I love that movie. But it doesn’t tell the whole story.
Jewish tradition tells says what happened at Sinai was far bigger than any 10 Commandments. It was even bigger then the entire Torah, with its 613 commandments. What was given to us at Sinai with the entirety of Judaism – the written and oral traditions, the ethics and morals and stories and laws.
This week’s Torah portion is part of that. It’s called Mishpatim, which means “laws.” And boy, does it have laws. This portion contains everything from the laws of slavery to the different kinds of sacrifice, from how to keep kosher to the prohibition against accepting bribes.
The point is that this is also Sinai. Last week, we received the 10 Commandments. This week, still standing at Sinai, we receive the laws of how to be a good society.
It says in the Mechilta of Bar Yochai, “Rules of the just society have the same divine origin as the Decalogue.”
This is an important principle in Judaism. As a religious way of life, Torah doesn’t only govern how we pray and how we perform rituals. In Jewish space, how we relate to our fellow human beings is just as important as how we relate to God.
And this week, we have seen a watershed moment in terms of how we relate to our fellow human beings in Jewish space.
This week, we learned that for the first time, the Israeli government agreed to create a true egalitarian section at the Western Wall.
This announcement is the result of a long negotiation that involves the Jewish Agency, the Reform and Conservative movements, Women of the Wall, and the government of Israel.
It provides, essentially, that the two year old “mixed gender prayer space” that is to the south of the Western Wall will be refurbished, expanded, and made equal to the existing, gender segregated space. And after that’s done, Women of the Wall will move their prayer services to that space, and the liberal movements will essentially govern a Kotel, just like the Orthodox.
This is an extraordinary shift. Rabbi Denise Eger, president of the Central Conference of American rabbis, writes:
For the first time, the Israeli government recognized the authentic ritual and religious needs of those of us who believe in egalitarian prayer and women’s equality.
Let’s not minimize that fact. The Israeli government has, begrudgingly, begun to recognize some liberal rabbis, pay a few salaries, and provide some prayer spaces. But this is the first time in history that space has been made for non-orthodox prayer at a communal Jewish holy site. That is a very big deal.
But the compromise is not perfect. Not by any stretch. There are three basic critiques of this deal I’ve seen tossed around the airwaves for the last few days.

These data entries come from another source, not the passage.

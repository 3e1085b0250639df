use actix_web::{delete, get, post, put, web, HttpResponse};
use uuid::Uuid;

use crate::errors::ServiceError;
use crate::handlers::goal_handler;
use crate::middleware::auth::Claims;
use crate::models::goal::{CreateGoalRequest, GoalListQuery, GoalPatch};
use crate::store::AppStores;

#[post("")]
async fn create_goal(
    form: web::Json<CreateGoalRequest>,
    stores: web::Data<AppStores>,
    claims: web::ReqData<Claims>,
) -> Result<HttpResponse, ServiceError> {
    goal_handler::create_goal(form, stores, claims).await
}

#[get("")]
async fn list_goals(
    query: web::Query<GoalListQuery>,
    stores: web::Data<AppStores>,
    claims: web::ReqData<Claims>,
) -> Result<HttpResponse, ServiceError> {
    goal_handler::list_goals(query, stores, claims).await
}

#[get("/{id}")]
async fn get_goal(
    path: web::Path<Uuid>,
    stores: web::Data<AppStores>,
    claims: web::ReqData<Claims>,
) -> Result<HttpResponse, ServiceError> {
    goal_handler::get_goal(path, stores, claims).await
}

#[put("/{id}")]
async fn update_goal(
    path: web::Path<Uuid>,
    patch: web::Json<GoalPatch>,
    stores: web::Data<AppStores>,
    claims: web::ReqData<Claims>,
) -> Result<HttpResponse, ServiceError> {
    goal_handler::update_goal(path, patch, stores, claims).await
}

#[delete("/{id}")]
async fn delete_goal(
    path: web::Path<Uuid>,
    stores: web::Data<AppStores>,
    claims: web::ReqData<Claims>,
) -> Result<HttpResponse, ServiceError> {
    goal_handler::delete_goal(path, stores, claims).await
}

#[post("/{id}/progress")]
async fn update_progress(
    path: web::Path<Uuid>,
    stores: web::Data<AppStores>,
    claims: web::ReqData<Claims>,
) -> Result<HttpResponse, ServiceError> {
    goal_handler::update_progress(path, stores, claims).await
}
use reqwest::Client;
use serde_json::json;
use uuid::Uuid;

mod common;
use common::utils::{create_test_user_and_login, spawn_app};

#[tokio::test]
async fn register_user_working() {
    let app = spawn_app().await;
    let client = Client::new();

    let email = format!("user{}@example.com", Uuid::new_v4());
    let response = client
        .post(format!("{}/api/auth/register", app.address))
        .json(&json!({ "email": email, "password": "password123" }))
        .send()
        .await
        .expect("Failed to execute request.");

    assert_eq!(201, response.status().as_u16());
    let body: serde_json::Value = response.json().await.unwrap();
    assert_eq!(body["user"]["email"], email);
    assert_eq!(body["user"]["role"], "user");
}

#[tokio::test]
async fn register_rejects_duplicate_email() {
    let app = spawn_app().await;
    let client = Client::new();
    let (_, _, email) = create_test_user_and_login(&app).await;

    let response = client
        .post(format!("{}/api/auth/register", app.address))
        .json(&json!({ "email": email, "password": "password123" }))
        .send()
        .await
        .unwrap();
    assert_eq!(400, response.status().as_u16());
}

#[tokio::test]
async fn register_rejects_short_passwords_and_bad_emails() {
    let app = spawn_app().await;
    let client = Client::new();

    let response = client
        .post(format!("{}/api/auth/register", app.address))
        .json(&json!({ "email": "valid@example.com", "password": "short" }))
        .send()
        .await
        .unwrap();
    assert_eq!(400, response.status().as_u16());

    let response = client
        .post(format!("{}/api/auth/register", app.address))
        .json(&json!({ "email": "not-an-email", "password": "password123" }))
        .send()
        .await
        .unwrap();
    assert_eq!(400, response.status().as_u16());
}

#[tokio::test]
async fn login_rejects_bad_credentials() {
    let app = spawn_app().await;
    let client = Client::new();
    let (_, _, email) = create_test_user_and_login(&app).await;

    let response = client
        .post(format!("{}/api/auth/login", app.address))
        .json(&json!({ "email": email, "password": "wrong-password" }))
        .send()
        .await
        .unwrap();
    assert_eq!(401, response.status().as_u16());

    let response = client
        .post(format!("{}/api/auth/login", app.address))
        .json(&json!({ "email": "nobody@example.com", "password": "password123" }))
        .send()
        .await
        .unwrap();
    assert_eq!(401, response.status().as_u16());
}

#[tokio::test]
async fn access_token_opens_protected_routes() {
    let app = spawn_app().await;
    let client = Client::new();
    let (token, _, email) = create_test_user_and_login(&app).await;

    let response = client
        .get(format!("{}/api/users/profile", app.address))
        .bearer_auth(&token)
        .send()
        .await
        .unwrap();
    assert!(response.status().is_success());

    let body: serde_json::Value = response.json().await.unwrap();
    assert_eq!(body["email"], email);
}

#[tokio::test]
async fn garbage_token_is_rejected() {
    let app = spawn_app().await;
    let client = Client::new();

    let response = client
        .get(format!("{}/api/users/profile", app.address))
        .bearer_auth("not-a-jwt")
        .send()
        .await
        .unwrap();
    assert_eq!(401, response.status().as_u16());
}

#[tokio::test]
async fn refresh_token_issues_a_new_pair() {
    let app = spawn_app().await;
    let client = Client::new();
    let (_, _, email) = create_test_user_and_login(&app).await;

    let login: serde_json::Value = client
        .post(format!("{}/api/auth/login", app.address))
        .json(&json!({ "email": email, "password": "password123" }))
        .send()
        .await
        .unwrap()
        .json()
        .await
        .unwrap();
    let refresh_token = login["refresh_token"].as_str().unwrap();

    let response = client
        .post(format!("{}/api/auth/refresh", app.address))
        .json(&json!({ "refresh_token": refresh_token }))
        .send()
        .await
        .unwrap();
    assert!(response.status().is_success());

    let body: serde_json::Value = response.json().await.unwrap();
    let new_access = body["access_token"].as_str().unwrap();

    // The refreshed access token works on protected routes
    let response = client
        .get(format!("{}/api/users/profile", app.address))
        .bearer_auth(new_access)
        .send()
        .await
        .unwrap();
    assert!(response.status().is_success());
}

#[tokio::test]
async fn refresh_rejects_access_tokens_and_garbage() {
    let app = spawn_app().await;
    let client = Client::new();
    let (access_token, _, _) = create_test_user_and_login(&app).await;

    // An access token is signed with a different secret, so it cannot be
    // redeemed as a refresh token
    let response = client
        .post(format!("{}/api/auth/refresh", app.address))
        .json(&json!({ "refresh_token": access_token }))
        .send()
        .await
        .unwrap();
    assert_eq!(401, response.status().as_u16());

    let response = client
        .post(format!("{}/api/auth/refresh", app.address))
        .json(&json!({ "refresh_token": "garbage" }))
        .send()
        .await
        .unwrap();
    assert_eq!(401, response.status().as_u16());
}
use std::{
    future::{ready, Ready},
    rc::Rc,
};

use actix_web::{
    dev::{forward_ready, Service, ServiceRequest, ServiceResponse, Transform},
    error::ErrorForbidden,
    Error, HttpMessage,
};
use futures_util::future::LocalBoxFuture;

use crate::middleware::auth::validate_jwt_from_request;
use crate::models::user::UserRole;

pub struct AdminMiddleware;

impl<S, B> Transform<S, ServiceRequest> for AdminMiddleware
where
    S: Service<ServiceRequest, Response = ServiceResponse<B>, Error = Error> + 'static,
    S::Future: 'static,
    B: 'static,
{
    type Response = ServiceResponse<B>;
    type Error = Error;
    type InitError = ();
    type Transform = AdminMiddlewareService<S>;
    type Future = Ready<Result<Self::Transform, Self::InitError>>;

    fn new_transform(&self, service: S) -> Self::Future {
        ready(Ok(AdminMiddlewareService {
            service: Rc::new(service),
        }))
    }
}

pub struct AdminMiddlewareService<S> {
    service: Rc<S>,
}

impl<S, B> Service<ServiceRequest> for AdminMiddlewareService<S>
where
    S: Service<ServiceRequest, Response = ServiceResponse<B>, Error = Error> + 'static,
    S::Future: 'static,
    B: 'static,
{
    type Response = ServiceResponse<B>;
    type Error = Error;
    type Future = LocalBoxFuture<'static, Result<Self::Response, Self::Error>>;

    forward_ready!(service);

    fn call(&self, req: ServiceRequest) -> Self::Future {
        let service = self.service.clone();

        // Validate JWT and extract claims using shared function
        let claims = match validate_jwt_from_request(&req) {
            Ok(claims) => claims,
            Err(e) => return Box::pin(async move { Err(e) }),
        };

        // Only admins get through
        match claims.role {
            UserRole::Admin => {}
            _ => {
                tracing::warn!("Non-admin user attempted admin access: {}", claims.email);
                return Box::pin(async move { Err(ErrorForbidden("Insufficient privileges")) });
            }
        }

        // Store the claims in the request extensions for handlers to access
        req.extensions_mut().insert(claims);

        Box::pin(async move {
            let res = service.call(req).await?;
            Ok(res)
        })
    }
}
use std::net::TcpListener;
use std::sync::Arc;

use chrono::Utc;
use once_cell::sync::Lazy;
use reqwest::Client;
use serde_json::json;
use uuid::Uuid;

use fittrack_backend::config::jwt::JwtSettings;
use fittrack_backend::models::user::{User, UserRole};
use fittrack_backend::run;
use fittrack_backend::store::{AppStores, MemoryStore, UserStore};
use fittrack_backend::telemetry::{get_subscriber, init_subscriber};
use fittrack_backend::utils::password::hash_password;

// Ensure that the `tracing` stack is only initialised once using `once_cell`
static TRACING: Lazy<()> = Lazy::new(|| {
    let default_filter_level = "info".to_string();
    let subscriber_name = "test".to_string();

    if std::env::var("TEST_LOG").is_ok() {
        let subscriber = get_subscriber(subscriber_name, default_filter_level, std::io::stdout);
        init_subscriber(subscriber);
    } else {
        let subscriber = get_subscriber(subscriber_name, default_filter_level, std::io::sink);
        init_subscriber(subscriber);
    }
});

pub struct TestApp {
    pub address: String,
    pub store: Arc<MemoryStore>,
}

pub async fn spawn_app() -> TestApp {
    // The first time `initialize` is invoked the code in `TRACING` is executed.
    // All other invocations will instead skip execution.
    Lazy::force(&TRACING);

    let listener = TcpListener::bind("127.0.0.1:0").expect("Failed to bind random port");
    // Get port assigned by the OS
    let port = listener.local_addr().unwrap().port();
    let address = format!("http://127.0.0.1:{}", port);

    let store = Arc::new(MemoryStore::new());
    let stores = AppStores::from_memory(store.clone());
    let jwt_settings = JwtSettings::new(
        "test-secret".to_string(),
        "test-refresh-secret".to_string(),
        15,
        7,
    );

    let server = run(listener, stores, jwt_settings).expect("Failed to bind address");
    // Launch the server as a background task
    let _ = tokio::spawn(server);

    TestApp { address, store }
}

/// Register a fresh user through the API and log them in.
/// Returns (access_token, user_id, email).
pub async fn create_test_user_and_login(app: &TestApp) -> (String, Uuid, String) {
    let client = Client::new();
    let email = format!("user{}@example.com", Uuid::new_v4());
    let password = "password123";

    let register_response = client
        .post(format!("{}/api/auth/register", app.address))
        .json(&json!({ "email": email, "password": password }))
        .send()
        .await
        .expect("Failed to register user.");
    assert!(register_response.status().is_success());

    let (token, user_id) = login(app, &email, password).await;
    (token, user_id, email)
}

/// Seed an admin account directly through the store and log them in.
/// Returns (access_token, user_id, email).
pub async fn create_admin_and_login(app: &TestApp) -> (String, Uuid, String) {
    let email = format!("admin{}@example.com", Uuid::new_v4());
    let password = "password123";
    let now = Utc::now();
    let admin = User {
        id: Uuid::new_v4(),
        email: email.clone(),
        password_hash: hash_password(password),
        role: UserRole::Admin,
        created_at: now,
        updated_at: now,
    };
    UserStore::insert(app.store.as_ref(), &admin)
        .await
        .expect("Failed to seed admin user.");

    let (token, user_id) = login(app, &email, password).await;
    (token, user_id, email)
}

pub async fn login(app: &TestApp, email: &str, password: &str) -> (String, Uuid) {
    let client = Client::new();
    let response = client
        .post(format!("{}/api/auth/login", app.address))
        .json(&json!({ "email": email, "password": password }))
        .send()
        .await
        .expect("Failed to log in.");
    assert!(response.status().is_success());

    let body: serde_json::Value = response.json().await.expect("Failed to parse login body.");
    let token = body["access_token"]
        .as_str()
        .expect("Missing access token")
        .to_string();
    let user_id = Uuid::parse_str(body["user"]["id"].as_str().expect("Missing user id"))
        .expect("Invalid user id");
    (token, user_id)
}

/// Log an activity through the API, returning the created activity's id.
pub async fn post_activity(app: &TestApp, token: &str, payload: serde_json::Value) -> Uuid {
    let client = Client::new();
    let response = client
        .post(format!("{}/api/activities", app.address))
        .bearer_auth(token)
        .json(&payload)
        .send()
        .await
        .expect("Failed to create activity.");
    assert_eq!(201, response.status().as_u16());

    let body: serde_json::Value = response.json().await.expect("Failed to parse activity.");
    Uuid::parse_str(body["id"].as_str().expect("Missing activity id")).expect("Invalid activity id")
}

/// Create a goal through the API, returning the created goal's id.
pub async fn post_goal(app: &TestApp, token: &str, payload: serde_json::Value) -> Uuid {
    let client = Client::new();
    let response = client
        .post(format!("{}/api/goals", app.address))
        .bearer_auth(token)
        .json(&payload)
        .send()
        .await
        .expect("Failed to create goal.");
    assert_eq!(201, response.status().as_u16());

    let body: serde_json::Value = response.json().await.expect("Failed to parse goal.");
    Uuid::parse_str(body["id"].as_str().expect("Missing goal id")).expect("Invalid goal id")
}
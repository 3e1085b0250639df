use actix_web::web;

use crate::handlers::admin::user_handler;
use crate::middleware::admin::AdminMiddleware;

pub fn init_admin_routes(cfg: &mut web::ServiceConfig) {
    cfg.service(
        web::scope("/api/users")
            .wrap(AdminMiddleware)
            .service(web::resource("").route(web::get().to(user_handler::get_users)))
            .service(web::resource("/{id}").route(web::delete().to(user_handler::delete_user))),
    );
}
// src/middleware/auth.rs
use std::future::{ready, Ready};

use actix_web::{
    dev::{forward_ready, Service, ServiceRequest, ServiceResponse, Transform},
    error::ErrorUnauthorized,
    http::header,
    web, Error, HttpMessage,
};
use futures_util::future::LocalBoxFuture;
use jsonwebtoken::{decode, Algorithm, DecodingKey, Validation};
use secrecy::ExposeSecret;
use serde::{Deserialize, Serialize};
use uuid::Uuid;

use crate::config::jwt::JwtSettings;
use crate::models::user::UserRole;

#[derive(Debug, Serialize, Deserialize, Clone)]
pub struct Claims {
    pub sub: String, // Subject (user id)
    pub email: String,
    pub role: UserRole,
    pub exp: usize, // Expiration time (as UTC timestamp)
}

impl Claims {
    /// Parse the user ID from the claims subject field.
    /// Returns None if the UUID is invalid.
    pub fn user_id(&self) -> Option<Uuid> {
        Uuid::parse_str(&self.sub).ok()
    }
}

/// Shared JWT validation logic used by both auth and admin middlewares.
/// Extracts and validates a JWT token from the request, returning the decoded claims.
pub fn validate_jwt_from_request(req: &ServiceRequest) -> Result<Claims, Error> {
    // Get JWT settings from app state
    let jwt_settings = req
        .app_data::<web::Data<JwtSettings>>()
        .ok_or_else(|| ErrorUnauthorized("JWT settings not found"))?;

    // Extract Authorization header
    let auth_header = req
        .headers()
        .get(header::AUTHORIZATION)
        .ok_or_else(|| ErrorUnauthorized("No authorization header"))?
        .to_str()
        .map_err(|_| ErrorUnauthorized("Invalid authorization header"))?;

    // Check Bearer token format
    if !auth_header.starts_with("Bearer ") {
        return Err(ErrorUnauthorized("Invalid authorization header format"));
    }

    // Extract and decode the token
    let token = &auth_header[7..]; // Skip "Bearer "
    let token_data = decode::<Claims>(
        token,
        &DecodingKey::from_secret(jwt_settings.secret.expose_secret().as_bytes()),
        &Validation::new(Algorithm::HS256),
    )
    .map_err(|e| {
        tracing::info!("Failed to decode token: {:?}", e);
        ErrorUnauthorized("Invalid or expired token")
    })?;

    Ok(token_data.claims)
}

// Create the middleware
pub struct AuthMiddleware;

// Middleware factory
impl<S, B> Transform<S, ServiceRequest> for AuthMiddleware
where
    S: Service<ServiceRequest, Response = ServiceResponse<B>, Error = Error>,
    S::Future: 'static,
    B: 'static,
{
    type Response = ServiceResponse<B>;
    type Error = Error;
    type Transform = AuthMiddlewareService<S>;
    type InitError = ();
    type Future = Ready<Result<Self::Transform, Self::InitError>>;

    fn new_transform(&self, service: S) -> Self::Future {
        ready(Ok(AuthMiddlewareService { service }))
    }
}

pub struct AuthMiddlewareService<S> {
    service: S,
}

impl<S, B> Service<ServiceRequest> for AuthMiddlewareService<S>
where
    S: Service<ServiceRequest, Response = ServiceResponse<B>, Error = Error>,
    S::Future: 'static,
    B: 'static,
{
    type Response = ServiceResponse<B>;
    type Error = Error;
    type Future = LocalBoxFuture<'static, Result<Self::Response, Self::Error>>;

    forward_ready!(service);

    fn call(&self, req: ServiceRequest) -> Self::Future {
        // Validate JWT and extract claims using shared function
        let claims = match validate_jwt_from_request(&req) {
            Ok(claims) => claims,
            Err(e) => return Box::pin(async move { Err(e) }),
        };

        // Store the claims in the request extensions for handlers to access
        req.extensions_mut().insert(claims);

        let fut = self.service.call(req);

        Box::pin(async move {
            let res = fut.await?;
            Ok(res)
        })
    }
}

I’d like to address each one briefly, and think about what responsibilities they give us.
The first critique is the one that says “this isn’t really the Kotel.”
Take a look at the picture of the Kotel/Robinson’s Arch area. What we’re talking about here is the more “off the beaten track” area to the south of the current Kotel Plaza. The two are separated by the Mughrabi bridge that leads to the Dome of the Rock. This is actually part of an archaeological excavation, and it’s only been over the course of the last 30 to 40 years. Which means, that it’s correct to say that for the last 2000 years this wasn’t part of the Kotel. However, it IS part of the western retaining wall of the ancient temple. As Rabbi Elyse Goldstein has pointed out, it has the same holiness and the same historicity.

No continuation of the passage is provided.